**RECORDED DATA:**

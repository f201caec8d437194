//! Schema document listing required variables.

use std::fs;
use std::path::Path;

use serde::{Deserialize, Serialize};
use tracing::debug;

use crate::error::{ForgeError, Result};

/// Default schema file name, resolved against the working directory.
pub const DEFAULT_SCHEMA: &str = "config.schema.json";

/// Schema document: `{ "required": ["KEY", ...] }`.
#[derive(Debug, Clone, Default, PartialEq, Eq, Serialize, Deserialize)]
pub struct Schema {
    /// Variables every validated file must declare with a non-empty value.
    pub required: Vec<String>,
}

impl Schema {
    /// Create a schema from required keys.
    pub fn new<I, S>(required: I) -> Self
    where
        I: IntoIterator<Item = S>,
        S: Into<String>,
    {
        Self {
            required: required.into_iter().map(Into::into).collect(),
        }
    }

    /// Check whether `key` is required.
    pub fn requires(&self, key: &str) -> bool {
        self.required.iter().any(|k| k == key)
    }

    /// Parse a schema from JSON text.
    ///
    /// # Errors
    ///
    /// Returns [`ForgeError::InvalidSchema`] on malformed JSON or a missing
    /// `required` list.
    pub fn from_json(path: &Path, content: &str) -> Result<Self> {
        serde_json::from_str(content).map_err(|e| ForgeError::InvalidSchema {
            path: path.to_path_buf(),
            message: e.to_string(),
        })
    }

    /// Load a schema file.
    ///
    /// # Errors
    ///
    /// Returns [`ForgeError::FileNotFound`] if the schema does not exist.
    pub fn load(path: &Path) -> Result<Self> {
        if !path.exists() {
            return Err(ForgeError::FileNotFound {
                path: path.to_path_buf(),
            });
        }

        let content = fs::read_to_string(path).map_err(|e| ForgeError::io("read", path, e))?;
        let schema = Self::from_json(path, &content)?;
        debug!(path = %path.display(), required = schema.required.len(), "loaded schema");

        Ok(schema)
    }
}
//! CLI argument definitions for configforge.
//!
//! Uses clap with derive macros for argument parsing.
//!
//! # Example
//!
//! ```no_run
//! use configforge::cli::Cli;
//!
//! let cli = Cli::parse_args();
//! println!("Debug: {}", cli.debug);
//! ```

use std::path::PathBuf;

use clap::{Args, CommandFactory, Parser, Subcommand, ValueEnum};
use clap_complete::{generate, Shell};

use crate::dotenv::ConflictPolicy;

/// Environment variable read for `--key`.
pub const KEY_ENV: &str = "CONFIGFORGE_KEY";

/// Merge, validate, encrypt and decrypt .env files.
#[derive(Parser, Debug)]
#[command(name = "configforge")]
#[command(
    author,
    version,
    about = "Merge, validate, encrypt and decrypt .env files",
    long_about = None
)]
#[command(propagate_version = true)]
pub struct Cli {
    /// Path to config file
    #[arg(short, long, value_name = "PATH", global = true)]
    pub config: Option<PathBuf>,

    /// Ignore config files
    #[arg(long, global = true)]
    pub no_config: bool,

    /// Enable debug output
    #[arg(long, global = true)]
    pub debug: bool,

    /// Disable colored output
    #[arg(long, global = true)]
    pub no_color: bool,

    /// Answer yes to overwrite confirmations
    #[arg(short = 'y', long, global = true)]
    pub yes: bool,

    #[command(subcommand)]
    pub command: Command,
}

/// Available subcommands.
#[derive(Subcommand, Debug)]
pub enum Command {
    /// Merge multiple .env files into one
    Merge(MergeArgs),
    /// Validate .env files against a JSON schema of required keys
    Validate(ValidateArgs),
    /// Encrypt .env files with a passphrase
    Encrypt(CryptArgs),
    /// Decrypt files produced by `encrypt`
    Decrypt(CryptArgs),
    /// Print the effective configuration
    Config(ConfigArgs),
    /// Generate shell completions
    Completions {
        /// Target shell
        #[arg(value_enum)]
        shell: CliShell,
    },
}

/// Arguments for `merge`.
#[derive(Args, Debug, Clone)]
pub struct MergeArgs {
    /// Files to merge, in order
    #[arg(required = true, value_name = "FILES")]
    pub files: Vec<PathBuf>,

    /// Line written after every merged variable
    #[arg(short, long, value_name = "SEP", allow_hyphen_values = true)]
    pub separator: Option<String>,

    /// Destination file [default: .env.merged]
    #[arg(short, long, value_name = "FILE")]
    pub output: Option<PathBuf>,

    /// How to resolve conflicting values [default: prompt]
    #[arg(long, value_name = "POLICY", value_enum)]
    pub on_conflict: Option<CliConflictPolicy>,
}

/// Arguments for `validate`.
#[derive(Args, Debug, Clone)]
pub struct ValidateArgs {
    /// Files to validate
    #[arg(required = true, value_name = "FILES")]
    pub files: Vec<PathBuf>,

    /// JSON schema file [default: config.schema.json]
    #[arg(long, value_name = "PATH")]
    pub schema: Option<PathBuf>,
}

/// Arguments for `encrypt` and `decrypt`.
#[derive(Args, Debug, Clone)]
pub struct CryptArgs {
    /// Files to process
    #[arg(required = true, value_name = "FILES")]
    pub files: Vec<PathBuf>,

    /// Passphrase
    #[arg(short, long, value_name = "KEY", env = KEY_ENV, hide_env_values = true)]
    pub key: String,
}

/// Arguments for `config`.
#[derive(Args, Debug, Clone, Default)]
pub struct ConfigArgs {
    /// Print a commented example instead of the effective config
    #[arg(long)]
    pub example: bool,
}

/// Shell type for completion generation.
#[derive(Debug, Clone, Copy, ValueEnum)]
pub enum CliShell {
    /// Bash shell
    Bash,
    /// Zsh shell
    Zsh,
    /// Fish shell
    Fish,
    /// PowerShell
    Powershell,
    /// Elvish shell
    Elvish,
}

/// Conflict policy for CLI parsing.
#[derive(Debug, Clone, Copy, PartialEq, Eq, ValueEnum)]
pub enum CliConflictPolicy {
    /// Ask for every conflict.
    Prompt,
    /// Keep the first value.
    KeepExisting,
    /// Take the later value.
    UseNew,
    /// Abort on the first conflict.
    Fail,
}

impl From<CliConflictPolicy> for ConflictPolicy {
    fn from(policy: CliConflictPolicy) -> Self {
        match policy {
            CliConflictPolicy::Prompt => ConflictPolicy::Prompt,
            CliConflictPolicy::KeepExisting => ConflictPolicy::KeepExisting,
            CliConflictPolicy::UseNew => ConflictPolicy::UseNew,
            CliConflictPolicy::Fail => ConflictPolicy::Fail,
        }
    }
}

impl MergeArgs {
    /// The conflict policy given on the command line, if any.
    pub fn policy_override(&self) -> Option<ConflictPolicy> {
        self.on_conflict.map(Into::into)
    }
}

impl Cli {
    /// Parse command line arguments.
    pub fn parse_args() -> Self {
        Cli::parse()
    }

    /// Generate shell completions and write to stdout.
    pub fn generate_completions(shell: CliShell) {
        let mut cmd = Cli::command();
        let shell = match shell {
            CliShell::Bash => Shell::Bash,
            CliShell::Zsh => Shell::Zsh,
            CliShell::Fish => Shell::Fish,
            CliShell::Powershell => Shell::PowerShell,
            CliShell::Elvish => Shell::Elvish,
        };
        generate(shell, &mut cmd, "configforge", &mut std::io::stdout());
    }
}
//! `configforge encrypt` and `configforge decrypt`.

use std::io::Write;

use anyhow::Result;
use colored::Colorize;
use tracing::warn;

use super::Context;
use crate::cli::CryptArgs;
use crate::crypto::Direction;
use crate::error::ForgeError;
use crate::prompt::Prompt;
use crate::ui;

/// Encrypt or decrypt every file independently.
///
/// Existing outputs are confirmed once up front. A file that fails is
/// reported and skipped; the remaining files are still processed.
///
/// # Errors
///
/// Returns [`ForgeError::Cancelled`] if the operator declines, or
/// [`ForgeError::PartialFailure`] if any file could not be processed.
pub fn run_crypt<P: Prompt, W: Write>(
    direction: Direction,
    args: &CryptArgs,
    ctx: &mut Context<P, W>,
) -> Result<()> {
    let existing: Vec<_> = args
        .files
        .iter()
        .map(|file| direction.output_path(file))
        .filter(|output| output.exists())
        .collect();

    if !existing.is_empty() {
        for output in &existing {
            ctx.say(&ui::warning(&format!(
                "{} already exists and will be overwritten!",
                output.display()
            )));
        }
        let question = format!(
            "Continue {} and overwrite existing file(s)?",
            direction.noun().to_lowercase()
        );
        if !ctx.confirm_overwrite(&question)? {
            return Err(ForgeError::Cancelled {
                operation: direction.noun().to_string(),
            }
            .into());
        }
    }

    ctx.say(
        &format!("Starting {} process...", direction.noun().to_lowercase())
            .bright_cyan()
            .to_string(),
    );

    let mut failed = 0;
    for file in &args.files {
        match direction.apply(file, &args.key) {
            Ok(output) => ctx.say(&format!(
                "{} {} {}",
                ui::success(&format!("Successfully {}:", direction.past())),
                file.display(),
                format!("→ {}", output.display()).blue()
            )),
            Err(err) => {
                warn!(file = %file.display(), error = %err, "file skipped");
                failed += 1;
                ctx.say(&ui::failure(&format!(
                    "Could not process {}: {err}",
                    file.display()
                )));
            }
        }
    }

    ctx.say(
        &format!("{} process completed.", direction.noun())
            .bright_cyan()
            .to_string(),
    );

    if failed > 0 {
        return Err(ForgeError::PartialFailure {
            operation: direction.past().to_string(),
            failed,
            total: args.files.len(),
        }
        .into());
    }
    Ok(())
}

**WHAT TO WORK ON:** Set down, from the entries above, exactly the lines from the one with "use tracing::warn;" up to and including the one with "if failed >", and no other lines.

**RESULT FOR THIS EXERCISE:**
use tracing::warn;

use super::Context;
use crate::cli::CryptArgs;
use crate::crypto::Direction;
use crate::error::ForgeError;
use crate::prompt::Prompt;
use crate::ui;

/// Encrypt or decrypt every file independently.
///
/// Existing outputs are confirmed once up front. A file that fails is
/// reported and skipped; the remaining files are still processed.
///
/// # Errors
///
/// Returns [`ForgeError::Cancelled`] if the operator declines, or
/// [`ForgeError::PartialFailure`] if any file could not be processed.
pub fn run_crypt<P: Prompt, W: Write>(
    direction: Direction,
    args: &CryptArgs,
    ctx: &mut Context<P, W>,
) -> Result<()> {
    let existing: Vec<_> = args
        .files
        .iter()
        .map(|file| direction.output_path(file))
        .filter(|output| output.exists())
        .collect();

    if !existing.is_empty() {
        for output in &existing {
            ctx.say(&ui::warning(&format!(
                "{} already exists and will be overwritten!",
                output.display()
            )));
        }
        let question = format!(
            "Continue {} and overwrite existing file(s)?",
            direction.noun().to_lowercase()
        );
        if !ctx.confirm_overwrite(&question)? {
            return Err(ForgeError::Cancelled {
                operation: direction.noun().to_string(),
            }
            .into());
        }
    }

    ctx.say(
        &format!("Starting {} process...", direction.noun().to_lowercase())
            .bright_cyan()
            .to_string(),
    );

    let mut failed = 0;
    for file in &args.files {
        match direction.apply(file, &args.key) {
            Ok(output) => ctx.say(&format!(
                "{} {} {}",
                ui::success(&format!("Successfully {}:", direction.past())),
                file.display(),
                format!("→ {}", output.display()).blue()
            )),
            Err(err) => {
                warn!(file = %file.display(), error = %err, "file skipped");
                failed += 1;
                ctx.say(&ui::failure(&format!(
                    "Could not process {}: {err}",
                    file.display()
                )));
            }
        }
    }

    ctx.say(
        &format!("{} process completed.", direction.noun())
            .bright_cyan()
            .to_string(),
    );

    if failed > 0 {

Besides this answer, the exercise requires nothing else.